Au 17ème siècle, un certain nombre de Français, réformateurs post tridentin, entretinrent des amitiés de longue durée avec des personnes de l'autre sexe. Par exemple Jean Eudes fut l'ami de deux femmes, Madame de Camilly et Marie des Vallées. François de Sales fut un ami intime de Jeanne de Chantal, fondatrice de l'ordre de la Visitation.(5) Son amitié affectueuse avec celle-ci eut une influence sur certaines parties de l'Introduction à la Vie Dévote et sur le Traité de l'Amour de Dieu qui sont consacrés à l'amour d'amitié. (6) L'amitié partagée entre l'Evêque et la veuve s'exprime en de nombreuses formes fécondes d'évangélisation.

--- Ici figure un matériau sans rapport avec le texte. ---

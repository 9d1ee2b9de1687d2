use std::collections::BTreeMap;
use std::path::Path;

use rusqlite::{Connection, OptionalExtension, params};
use uuid::Uuid;

use gp_core::{
    ColumnSpec, Diagnostics, Event, GridConfig, GridError, LocalizationCandidate, Position,
    Session, Token,
};

use crate::error::{Result, StoreError};
use crate::schema;

pub struct Store {
    conn: Connection,
}

impl Store {
    pub fn open(path: &Path) -> Result<Self> {
        let conn = Connection::open(path)?;
        schema::initialize(&conn)?;
        Ok(Self { conn })
    }

    pub fn open_in_memory() -> Result<Self> {
        let conn = Connection::open_in_memory()?;
        schema::initialize(&conn)?;
        Ok(Self { conn })
    }

    pub fn conn(&self) -> &Connection {
        &self.conn
    }

    // --- Metadata ---

    pub fn get_metadata(&self, key: &str) -> Result<Option<String>> {
        let value = self
            .conn
            .query_row("SELECT value FROM metadata WHERE key = ?1", [key], |row| {
                row.get(0)
            })
            .optional()?;
        Ok(value)
    }

    pub fn set_metadata(&self, key: &str, value: &str) -> Result<()> {
        set_metadata_on(&self.conn, key, value)
    }

    fn metadata_u32(&self, key: &str) -> Result<Option<u32>> {
        match self.get_metadata(key)? {
            Some(v) => v
                .parse()
                .map(Some)
                .map_err(|_| StoreError::InvalidData(format!("{key} is not a number: {v}"))),
            None => Ok(None),
        }
    }

    // --- Save ---

    /// Replace everything on disk with `session`.
    pub fn save_session(&self, session: &Session) -> Result<()> {
        let tx = self.conn.unchecked_transaction()?;

        tx.execute_batch(
            "DELETE FROM event_locations; DELETE FROM events; DELETE FROM columns;
             DELETE FROM tokens; DELETE FROM candidates; DELETE FROM column_positions;",
        )?;

        let config = session.config();
        set_metadata_on(&tx, "session_id", &session.id.to_string())?;
        set_metadata_on(&tx, "grid_size", &config.grid_size.to_string())?;
        set_metadata_on(&tx, "max_step", &config.max_step.to_string())?;

        for (idx, col) in config.columns.iter().enumerate() {
            tx.execute(
                "INSERT INTO columns (idx, start_x, start_y, seed) VALUES (?1, ?2, ?3, ?4)",
                params![idx as i64, col.start.x, col.start.y, col.seed],
            )?;
        }

        {
            let mut stmt = tx.prepare("INSERT INTO tokens (idx, token) VALUES (?1, ?2)")?;
            for (idx, token) in session.tokens().iter().enumerate() {
                stmt.execute(params![idx as i64, token])?;
            }
        }

        for event in session.log().events() {
            insert_event_on(&tx, event)?;
        }

        write_diagnostics_on(&tx, session.diagnostics())?;
        write_focus_on(&tx, session.log().focus(), session.log().is_pinned())?;

        tx.commit()?;
        tracing::debug!(
            session = %session.id,
            events = session.log().len(),
            "saved session"
        );
        Ok(())
    }

    /// Journal one event. Rejects a step that does not exceed the last
    /// stored step, leaving the database untouched.
    pub fn append_event(&self, event: &Event) -> Result<()> {
        let tx = self.conn.unchecked_transaction()?;
        if let Some(last) = last_step_on(&tx)?
            && event.step <= last
        {
            return Err(StoreError::Core(GridError::OrderingViolation {
                last,
                attempted: event.step,
            }));
        }
        insert_event_on(&tx, event)?;
        tx.commit()?;
        Ok(())
    }

    pub fn save_focus(&self, focus: Option<usize>, pinned: bool) -> Result<()> {
        write_focus_on(&self.conn, focus, pinned)
    }

    pub fn save_diagnostics(&self, diagnostics: &Diagnostics) -> Result<()> {
        let tx = self.conn.unchecked_transaction()?;
        write_diagnostics_on(&tx, diagnostics)?;
        tx.commit()?;
        Ok(())
    }

    /// Drop the timeline and diagnostics; config and tokens stay.
    pub fn clear_events(&self) -> Result<()> {
        let tx = self.conn.unchecked_transaction()?;
        tx.execute_batch(
            "DELETE FROM event_locations; DELETE FROM events;
             DELETE FROM candidates; DELETE FROM column_positions;",
        )?;
        write_focus_on(&tx, None, false)?;
        tx.commit()?;
        Ok(())
    }

    pub fn last_step(&self) -> Result<Option<u64>> {
        last_step_on(&self.conn)
    }

    pub fn event_count(&self) -> Result<usize> {
        let n: i64 = self
            .conn
            .query_row("SELECT COUNT(*) FROM events", [], |row| row.get(0))?;
        Ok(n as usize)
    }

    // --- Load ---

    /// Rebuild the stored session, or `None` if nothing was saved yet.
    ///
    /// Paths are re-traced from the stored config and tokens, and events are
    /// replayed through the normal append path, so ordering is re-checked.
    pub fn load_session(&self) -> Result<Option<Session>> {
        let Some(id) = self.get_metadata("session_id")? else {
            return Ok(None);
        };
        let id = Uuid::parse_str(&id)
            .map_err(|e| StoreError::InvalidData(format!("invalid session id '{id}': {e}")))?;

        let config = self.load_config()?;
        let tokens = self.load_tokens()?;
        let mut session = Session::with_id(id, config, tokens)?;

        for event in self.load_events()? {
            session.append(event)?;
        }
        session.set_diagnostics(self.load_diagnostics()?);

        let pinned = self.get_metadata("pinned")?.as_deref() == Some("1");
        let focus = self
            .get_metadata("focus")?
            .and_then(|f| f.parse::<usize>().ok());
        match (pinned, focus) {
            (true, Some(i)) => session.set_focus(i)?,
            _ => session.follow_latest(),
        }

        Ok(Some(session))
    }

    fn load_config(&self) -> Result<GridConfig> {
        let defaults = GridConfig::default();
        let grid_size = self.metadata_u32("grid_size")?.unwrap_or(defaults.grid_size);
        let max_step = self.metadata_u32("max_step")?.unwrap_or(defaults.max_step);

        let mut stmt = self
            .conn
            .prepare("SELECT start_x, start_y, seed FROM columns ORDER BY idx")?;
        let columns = stmt
            .query_map([], |row| {
                Ok(ColumnSpec::new(
                    Position::new(row.get(0)?, row.get(1)?),
                    row.get(2)?,
                ))
            })?
            .collect::<std::result::Result<Vec<_>, _>>()?;

        Ok(GridConfig {
            grid_size,
            max_step,
            columns,
        })
    }

    fn load_tokens(&self) -> Result<Vec<Token>> {
        let mut stmt = self.conn.prepare("SELECT token FROM tokens ORDER BY idx")?;
        let tokens = stmt
            .query_map([], |row| row.get::<_, u32>(0))?
            .collect::<std::result::Result<Vec<_>, _>>()?;
        Ok(tokens)
    }

    pub fn load_events(&self) -> Result<Vec<Event>> {
        let mut loc_stmt = self
            .conn
            .prepare("SELECT step, x, y FROM event_locations ORDER BY step, column_idx")?;
        let mut locations: BTreeMap<i64, Vec<Position>> = BTreeMap::new();
        let rows = loc_stmt.query_map([], |row| {
            Ok((
                row.get::<_, i64>(0)?,
                row.get::<_, u32>(1)?,
                row.get::<_, u32>(2)?,
            ))
        })?;
        for row in rows {
            let (step, x, y) = row?;
            locations.entry(step).or_default().push(Position::new(x, y));
        }

        let mut stmt = self
            .conn
            .prepare("SELECT step, text FROM events ORDER BY step")?;
        let events = stmt
            .query_map([], |row| {
                Ok((row.get::<_, i64>(0)?, row.get::<_, String>(1)?))
            })?
            .map(|row| -> Result<Event> {
                let (step, text) = row?;
                Ok(Event {
                    step: step as u64,
                    text,
                    locations: locations.remove(&step).unwrap_or_default(),
                })
            })
            .collect::<Result<Vec<_>>>()?;
        Ok(events)
    }

    fn load_diagnostics(&self) -> Result<Diagnostics> {
        let mut stmt = self
            .conn
            .prepare("SELECT x, y, score FROM candidates ORDER BY idx")?;
        let candidates = stmt
            .query_map([], |row| {
                Ok(LocalizationCandidate {
                    location: Position::new(row.get(0)?, row.get(1)?),
                    score: row.get(2)?,
                })
            })?
            .collect::<std::result::Result<Vec<_>, _>>()?;

        let mut stmt = self
            .conn
            .prepare("SELECT x, y FROM column_positions ORDER BY idx")?;
        let column_positions = stmt
            .query_map([], |row| Ok(Position::new(row.get(0)?, row.get(1)?)))?
            .collect::<std::result::Result<Vec<_>, _>>()?;

        Ok(Diagnostics {
            candidates,
            column_positions,
        })
    }
}

fn set_metadata_on(conn: &Connection, key: &str, value: &str) -> Result<()> {
    conn.execute(
        "INSERT OR REPLACE INTO metadata (key, value) VALUES (?1, ?2)",
        params![key, value],
    )?;
    Ok(())
}

fn write_focus_on(conn: &Connection, focus: Option<usize>, pinned: bool) -> Result<()> {
    match focus {
        Some(i) => set_metadata_on(conn, "focus", &i.to_string())?,
        None => {
            conn.execute("DELETE FROM metadata WHERE key = 'focus'", [])?;
        }
    }
    set_metadata_on(conn, "pinned", if pinned { "1" } else { "0" })
}

fn step_to_sql(step: u64) -> Result<i64> {
    i64::try_from(step)
        .map_err(|_| StoreError::InvalidData(format!("step {step} exceeds the storable range")))
}

fn last_step_on(conn: &Connection) -> Result<Option<u64>> {
    let last: Option<i64> = conn.query_row("SELECT MAX(step) FROM events", [], |row| row.get(0))?;
    Ok(last.map(|s| s as u64))
}

fn insert_event_on(conn: &Connection, event: &Event) -> Result<()> {
    let step = step_to_sql(event.step)?;
    conn.execute(
        "INSERT INTO events (step, text) VALUES (?1, ?2)",
        params![step, event.text],
    )?;
    let mut stmt = conn.prepare_cached(
        "INSERT INTO event_locations (step, column_idx, x, y) VALUES (?1, ?2, ?3, ?4)",
    )?;
    for (idx, loc) in event.locations.iter().enumerate() {
        stmt.execute(params![step, idx as i64, loc.x, loc.y])?;
    }
    Ok(())
}

fn write_diagnostics_on(conn: &Connection, diagnostics: &Diagnostics) -> Result<()> {
    conn.execute_batch("DELETE FROM candidates; DELETE FROM column_positions;")?;
    for (idx, c) in diagnostics.candidates.iter().enumerate() {
        conn.execute(
            "INSERT INTO candidates (idx, x, y, score) VALUES (?1, ?2, ?3, ?4)",
            params![idx as i64, c.location.x, c.location.y, c.score],
        )?;
    }
    for (idx, p) in diagnostics.column_positions.iter().enumerate() {
        conn.execute(
            "INSERT INTO column_positions (idx, x, y) VALUES (?1, ?2, ?3)",
            params![idx as i64, p.x, p.y],
        )?;
    }
    Ok(())
}
pub mod config_file;
pub mod error;
pub mod schema;
pub mod session_store;
pub mod store;

pub use config_file::{load_config, parse_config};
pub use error::{Result, StoreError};
pub use session_store::{SessionStore, default_base_dir, list_sessions};
pub use store::Store;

Saint Vincent était conscient de tout ceci. Il est significatif que son unique vision qui nous soit connue démontre sa connaissance du lien qui unissait simultanément François et Jeanne l'un à l'autre et à Dieu. "Il lui parut un petit globe, comme de feu, qui s'élevait de terre et s'alla joindre en la supérieure région de l'air à une autre globe plus grand et plus lumineux, et les deux réduits en un s'élevèrent plus haut, entrèrent et se répandirent dans un autre globe infiniment plus grand et plus lumineux que les autres."(7)

Considéré à la lumière de cette expérience, il n'est pas surprenant que saint Vincent ait entretenu une amitié étroite sinon intime avec Louise de Marillac. Wendy Wright dit que sa relation avec Mademoiselle Le Gras, "était teintée d'une certaine austère réserve reflet de sa personnalité."(8) Ceci dit, leur collaboration porta du fruits de façon extraordinaire. Ensemble, eux-mêmes et leurs disciples servirent et évangélisèrent des dizaines de milliers de pauvres, aussi bien en France qu'à l'extérieur.

La communauté comme lieu d'amitié selon saint Vincent

L'amitié spirituelle de saint Vincent avec Louise lui enseigna beaucoup de choses qu'il n'aurait peut-être pas apprises autrement. Il y a de bonnes raisons de croire qu'elle mit en lumière, sur la base de l'expérience, le lien important qu'il y a entre l'amitié authentique en communauté et une évangélisation dans le monde vraiment inspirée et inspirante. En 1655, il déclare dans une version expérimentale des Règles Communes: "l'amitié fraternelle doit toujours régner parmi nous, au même titre que l'engagement à la sainteté, et ils doivent être sauvegardés de toutes les manières possibles. Pour cette raison nous devons avoir un grand respect mutuel, et nous devons nous accorder 'comme de vrais amis', vivant toujours en communauté. Nous devons particulièrement éviter les amitiés particulières ainsi que toute sorte d'ostracisme, puisque comme l'expérience l'a montré, elles suscitent des factions et détruisent les Congrégations."(9)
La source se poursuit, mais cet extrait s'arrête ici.